**** DATA TO USE ****
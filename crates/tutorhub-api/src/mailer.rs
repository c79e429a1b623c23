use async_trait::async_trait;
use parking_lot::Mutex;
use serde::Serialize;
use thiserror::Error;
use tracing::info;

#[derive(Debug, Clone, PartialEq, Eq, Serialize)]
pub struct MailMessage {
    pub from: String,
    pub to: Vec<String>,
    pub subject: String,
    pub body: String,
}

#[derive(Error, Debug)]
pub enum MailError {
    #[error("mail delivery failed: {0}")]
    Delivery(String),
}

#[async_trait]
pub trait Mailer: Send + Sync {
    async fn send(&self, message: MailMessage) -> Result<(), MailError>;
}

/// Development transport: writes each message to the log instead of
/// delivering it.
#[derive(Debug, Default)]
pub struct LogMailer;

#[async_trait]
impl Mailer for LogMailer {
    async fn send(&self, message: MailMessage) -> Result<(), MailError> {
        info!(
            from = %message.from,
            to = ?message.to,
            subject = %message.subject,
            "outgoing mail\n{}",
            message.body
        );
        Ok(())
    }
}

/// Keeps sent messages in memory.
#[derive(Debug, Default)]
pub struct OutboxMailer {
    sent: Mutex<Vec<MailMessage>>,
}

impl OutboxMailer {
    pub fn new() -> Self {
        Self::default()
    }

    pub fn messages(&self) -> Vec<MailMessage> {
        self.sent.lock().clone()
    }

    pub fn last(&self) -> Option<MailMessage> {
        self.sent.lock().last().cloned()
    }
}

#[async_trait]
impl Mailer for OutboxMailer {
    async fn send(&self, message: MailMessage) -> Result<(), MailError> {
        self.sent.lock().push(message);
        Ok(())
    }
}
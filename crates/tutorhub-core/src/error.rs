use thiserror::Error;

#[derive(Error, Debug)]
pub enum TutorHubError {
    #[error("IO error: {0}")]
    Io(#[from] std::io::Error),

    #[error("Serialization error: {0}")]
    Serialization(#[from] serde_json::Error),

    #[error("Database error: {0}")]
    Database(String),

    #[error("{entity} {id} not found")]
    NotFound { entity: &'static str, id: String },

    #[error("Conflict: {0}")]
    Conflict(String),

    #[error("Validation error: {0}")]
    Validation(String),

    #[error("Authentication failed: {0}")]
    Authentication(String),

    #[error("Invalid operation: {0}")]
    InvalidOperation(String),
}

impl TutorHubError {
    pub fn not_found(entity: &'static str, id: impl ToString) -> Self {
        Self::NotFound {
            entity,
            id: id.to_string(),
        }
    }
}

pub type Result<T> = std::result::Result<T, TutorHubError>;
****
**** DATA TO USE ****
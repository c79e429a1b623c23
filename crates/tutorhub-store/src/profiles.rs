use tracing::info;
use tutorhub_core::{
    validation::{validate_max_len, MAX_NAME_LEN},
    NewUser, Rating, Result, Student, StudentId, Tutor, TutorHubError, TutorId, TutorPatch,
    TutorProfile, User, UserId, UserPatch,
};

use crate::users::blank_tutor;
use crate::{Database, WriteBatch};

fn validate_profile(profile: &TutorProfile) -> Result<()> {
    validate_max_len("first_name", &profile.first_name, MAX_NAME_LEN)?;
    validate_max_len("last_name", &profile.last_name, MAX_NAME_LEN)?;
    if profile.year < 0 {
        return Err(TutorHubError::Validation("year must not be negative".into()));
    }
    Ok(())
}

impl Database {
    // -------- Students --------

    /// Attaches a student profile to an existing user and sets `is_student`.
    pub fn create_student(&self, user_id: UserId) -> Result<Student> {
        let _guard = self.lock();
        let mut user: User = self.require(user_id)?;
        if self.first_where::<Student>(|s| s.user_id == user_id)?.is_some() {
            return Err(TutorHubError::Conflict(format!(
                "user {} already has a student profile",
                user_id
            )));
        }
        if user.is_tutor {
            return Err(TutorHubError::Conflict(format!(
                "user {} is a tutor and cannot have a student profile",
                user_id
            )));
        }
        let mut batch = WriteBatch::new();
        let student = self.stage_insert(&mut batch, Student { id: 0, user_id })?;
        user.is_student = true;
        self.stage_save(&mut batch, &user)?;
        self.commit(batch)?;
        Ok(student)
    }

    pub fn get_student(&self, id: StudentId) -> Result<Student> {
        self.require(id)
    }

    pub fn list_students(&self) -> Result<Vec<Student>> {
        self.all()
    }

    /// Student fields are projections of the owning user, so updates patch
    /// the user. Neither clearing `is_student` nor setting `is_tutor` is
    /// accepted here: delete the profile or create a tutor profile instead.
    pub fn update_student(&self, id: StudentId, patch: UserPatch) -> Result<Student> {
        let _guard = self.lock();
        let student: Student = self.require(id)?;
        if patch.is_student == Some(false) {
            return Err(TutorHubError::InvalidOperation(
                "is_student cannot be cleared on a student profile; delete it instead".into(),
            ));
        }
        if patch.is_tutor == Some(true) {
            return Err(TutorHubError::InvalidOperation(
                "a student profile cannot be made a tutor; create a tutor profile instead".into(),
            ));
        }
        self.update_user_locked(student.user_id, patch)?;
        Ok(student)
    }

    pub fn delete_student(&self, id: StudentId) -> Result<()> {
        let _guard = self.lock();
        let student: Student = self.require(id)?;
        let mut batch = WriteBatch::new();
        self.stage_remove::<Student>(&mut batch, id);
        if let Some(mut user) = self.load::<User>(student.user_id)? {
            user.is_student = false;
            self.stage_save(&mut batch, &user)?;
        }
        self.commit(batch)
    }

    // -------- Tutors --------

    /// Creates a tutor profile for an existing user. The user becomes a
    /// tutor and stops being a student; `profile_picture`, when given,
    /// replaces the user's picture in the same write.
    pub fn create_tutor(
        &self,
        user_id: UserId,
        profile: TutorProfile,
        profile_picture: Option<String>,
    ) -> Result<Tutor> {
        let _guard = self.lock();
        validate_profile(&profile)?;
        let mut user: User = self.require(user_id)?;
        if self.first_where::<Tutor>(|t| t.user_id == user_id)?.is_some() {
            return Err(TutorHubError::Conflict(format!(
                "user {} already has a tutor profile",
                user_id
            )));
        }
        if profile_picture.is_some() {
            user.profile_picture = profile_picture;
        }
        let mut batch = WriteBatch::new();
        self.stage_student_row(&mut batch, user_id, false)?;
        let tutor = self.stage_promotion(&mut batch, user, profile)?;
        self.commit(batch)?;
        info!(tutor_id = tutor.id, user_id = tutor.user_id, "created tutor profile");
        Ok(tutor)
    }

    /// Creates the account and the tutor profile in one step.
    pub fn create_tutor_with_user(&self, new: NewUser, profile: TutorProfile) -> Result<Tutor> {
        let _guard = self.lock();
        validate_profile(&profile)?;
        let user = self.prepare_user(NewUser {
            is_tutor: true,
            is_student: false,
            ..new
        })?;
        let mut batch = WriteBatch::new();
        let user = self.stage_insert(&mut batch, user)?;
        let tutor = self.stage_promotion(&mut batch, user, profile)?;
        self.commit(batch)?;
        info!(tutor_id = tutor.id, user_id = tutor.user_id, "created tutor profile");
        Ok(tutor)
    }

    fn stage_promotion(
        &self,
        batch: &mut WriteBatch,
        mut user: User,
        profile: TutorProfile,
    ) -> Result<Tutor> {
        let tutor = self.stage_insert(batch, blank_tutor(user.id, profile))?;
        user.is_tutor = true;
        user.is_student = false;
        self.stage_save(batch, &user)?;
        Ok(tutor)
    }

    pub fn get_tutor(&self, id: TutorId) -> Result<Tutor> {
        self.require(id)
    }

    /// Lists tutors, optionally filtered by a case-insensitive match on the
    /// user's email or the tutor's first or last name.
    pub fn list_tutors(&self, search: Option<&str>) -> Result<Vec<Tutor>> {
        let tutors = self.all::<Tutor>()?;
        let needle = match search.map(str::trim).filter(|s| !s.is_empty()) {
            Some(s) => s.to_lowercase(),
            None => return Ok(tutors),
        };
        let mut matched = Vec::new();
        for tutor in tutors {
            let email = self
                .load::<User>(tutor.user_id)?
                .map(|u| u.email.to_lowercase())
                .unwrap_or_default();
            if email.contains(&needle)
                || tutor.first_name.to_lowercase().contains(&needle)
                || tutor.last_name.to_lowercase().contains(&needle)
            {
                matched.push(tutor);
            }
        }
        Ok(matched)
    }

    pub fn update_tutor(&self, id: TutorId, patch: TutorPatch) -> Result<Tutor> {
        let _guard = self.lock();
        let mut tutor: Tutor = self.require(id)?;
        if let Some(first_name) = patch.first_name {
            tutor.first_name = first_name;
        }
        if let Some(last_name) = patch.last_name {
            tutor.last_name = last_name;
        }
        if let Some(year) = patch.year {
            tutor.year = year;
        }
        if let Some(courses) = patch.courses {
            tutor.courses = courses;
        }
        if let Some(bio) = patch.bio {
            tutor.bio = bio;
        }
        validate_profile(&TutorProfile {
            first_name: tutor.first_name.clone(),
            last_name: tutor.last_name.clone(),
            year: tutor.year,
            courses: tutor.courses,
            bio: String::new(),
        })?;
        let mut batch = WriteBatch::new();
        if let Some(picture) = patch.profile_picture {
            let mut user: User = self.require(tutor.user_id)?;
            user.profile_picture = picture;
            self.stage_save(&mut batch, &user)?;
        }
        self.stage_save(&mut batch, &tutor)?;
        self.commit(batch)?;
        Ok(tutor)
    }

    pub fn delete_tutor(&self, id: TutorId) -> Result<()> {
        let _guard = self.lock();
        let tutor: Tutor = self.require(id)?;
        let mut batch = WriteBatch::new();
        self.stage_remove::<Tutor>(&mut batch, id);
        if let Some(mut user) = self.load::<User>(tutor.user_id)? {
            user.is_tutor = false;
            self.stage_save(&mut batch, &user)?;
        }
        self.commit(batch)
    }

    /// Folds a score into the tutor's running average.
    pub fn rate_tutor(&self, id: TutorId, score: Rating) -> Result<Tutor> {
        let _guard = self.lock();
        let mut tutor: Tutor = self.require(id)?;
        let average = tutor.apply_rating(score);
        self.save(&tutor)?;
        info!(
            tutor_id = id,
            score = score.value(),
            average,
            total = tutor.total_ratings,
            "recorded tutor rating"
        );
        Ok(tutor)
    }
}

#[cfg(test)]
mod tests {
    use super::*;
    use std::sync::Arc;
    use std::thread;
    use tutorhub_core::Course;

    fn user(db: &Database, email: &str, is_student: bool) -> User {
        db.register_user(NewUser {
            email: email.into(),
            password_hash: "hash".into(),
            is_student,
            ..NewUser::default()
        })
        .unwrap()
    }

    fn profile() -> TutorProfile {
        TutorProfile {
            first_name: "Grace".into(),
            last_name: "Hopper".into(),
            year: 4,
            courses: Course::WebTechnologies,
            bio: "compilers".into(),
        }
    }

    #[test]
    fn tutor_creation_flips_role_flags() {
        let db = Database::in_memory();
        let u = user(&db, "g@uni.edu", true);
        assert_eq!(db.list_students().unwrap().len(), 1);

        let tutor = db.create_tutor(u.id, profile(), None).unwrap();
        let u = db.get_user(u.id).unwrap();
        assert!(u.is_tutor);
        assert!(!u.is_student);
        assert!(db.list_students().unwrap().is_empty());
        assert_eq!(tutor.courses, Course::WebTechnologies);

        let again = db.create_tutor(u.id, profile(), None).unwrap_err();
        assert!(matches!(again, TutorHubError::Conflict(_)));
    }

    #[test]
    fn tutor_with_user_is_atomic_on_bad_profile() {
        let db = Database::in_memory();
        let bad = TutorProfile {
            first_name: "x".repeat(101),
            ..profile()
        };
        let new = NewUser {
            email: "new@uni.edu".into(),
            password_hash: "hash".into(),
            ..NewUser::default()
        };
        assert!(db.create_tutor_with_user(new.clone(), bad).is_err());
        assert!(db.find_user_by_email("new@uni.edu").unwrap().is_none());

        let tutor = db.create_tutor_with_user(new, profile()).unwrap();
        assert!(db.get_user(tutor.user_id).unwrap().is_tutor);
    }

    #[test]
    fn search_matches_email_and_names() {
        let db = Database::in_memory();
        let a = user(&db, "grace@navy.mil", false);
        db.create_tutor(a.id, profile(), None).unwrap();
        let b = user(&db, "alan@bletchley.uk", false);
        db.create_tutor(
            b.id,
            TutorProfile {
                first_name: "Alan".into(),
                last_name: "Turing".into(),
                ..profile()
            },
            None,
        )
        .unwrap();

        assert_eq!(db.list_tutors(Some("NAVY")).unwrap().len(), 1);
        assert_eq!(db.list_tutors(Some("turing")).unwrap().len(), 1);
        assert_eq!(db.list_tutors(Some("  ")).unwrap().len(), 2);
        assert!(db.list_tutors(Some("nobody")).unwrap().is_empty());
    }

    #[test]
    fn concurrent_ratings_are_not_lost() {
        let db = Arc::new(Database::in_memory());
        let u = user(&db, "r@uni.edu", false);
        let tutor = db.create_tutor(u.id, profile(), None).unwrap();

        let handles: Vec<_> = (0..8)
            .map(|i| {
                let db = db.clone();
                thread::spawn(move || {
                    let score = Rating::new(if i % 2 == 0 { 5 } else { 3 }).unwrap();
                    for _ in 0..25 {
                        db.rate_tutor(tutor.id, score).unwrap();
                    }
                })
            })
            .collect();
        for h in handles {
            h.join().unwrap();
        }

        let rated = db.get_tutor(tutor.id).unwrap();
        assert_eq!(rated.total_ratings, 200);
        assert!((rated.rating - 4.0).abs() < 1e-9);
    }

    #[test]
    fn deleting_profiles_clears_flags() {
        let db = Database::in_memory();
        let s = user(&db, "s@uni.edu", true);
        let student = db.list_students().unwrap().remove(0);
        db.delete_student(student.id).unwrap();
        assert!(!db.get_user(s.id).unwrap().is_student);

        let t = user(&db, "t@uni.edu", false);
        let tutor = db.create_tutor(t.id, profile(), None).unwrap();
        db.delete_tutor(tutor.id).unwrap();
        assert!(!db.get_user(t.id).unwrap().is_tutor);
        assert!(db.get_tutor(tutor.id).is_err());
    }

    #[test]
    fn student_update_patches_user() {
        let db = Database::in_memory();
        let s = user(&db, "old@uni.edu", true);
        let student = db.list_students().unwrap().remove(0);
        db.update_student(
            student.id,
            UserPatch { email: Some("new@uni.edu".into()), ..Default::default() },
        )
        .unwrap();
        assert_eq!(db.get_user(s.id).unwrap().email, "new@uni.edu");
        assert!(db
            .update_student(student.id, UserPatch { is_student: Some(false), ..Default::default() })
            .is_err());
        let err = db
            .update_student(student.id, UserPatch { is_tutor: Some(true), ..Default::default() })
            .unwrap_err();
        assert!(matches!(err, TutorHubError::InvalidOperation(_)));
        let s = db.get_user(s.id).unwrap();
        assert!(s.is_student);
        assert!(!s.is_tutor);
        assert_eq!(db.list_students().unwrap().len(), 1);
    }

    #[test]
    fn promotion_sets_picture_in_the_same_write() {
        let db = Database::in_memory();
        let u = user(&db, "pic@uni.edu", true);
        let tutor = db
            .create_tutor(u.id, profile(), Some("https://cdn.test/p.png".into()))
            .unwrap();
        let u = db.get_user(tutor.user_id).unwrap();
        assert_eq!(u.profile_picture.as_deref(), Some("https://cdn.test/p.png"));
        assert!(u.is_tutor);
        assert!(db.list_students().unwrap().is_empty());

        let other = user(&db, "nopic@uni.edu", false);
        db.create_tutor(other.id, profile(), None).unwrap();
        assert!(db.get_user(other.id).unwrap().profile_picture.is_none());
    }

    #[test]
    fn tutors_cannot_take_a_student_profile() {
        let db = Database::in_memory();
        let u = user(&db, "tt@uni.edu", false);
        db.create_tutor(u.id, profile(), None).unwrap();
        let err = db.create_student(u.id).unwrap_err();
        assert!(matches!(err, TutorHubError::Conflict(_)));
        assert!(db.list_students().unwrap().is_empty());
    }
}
****
[PROBLEM REQUIREMENTS]
Write down only the number of lines above where the word "MailError" occurs.

[TASK SOLUTION]
4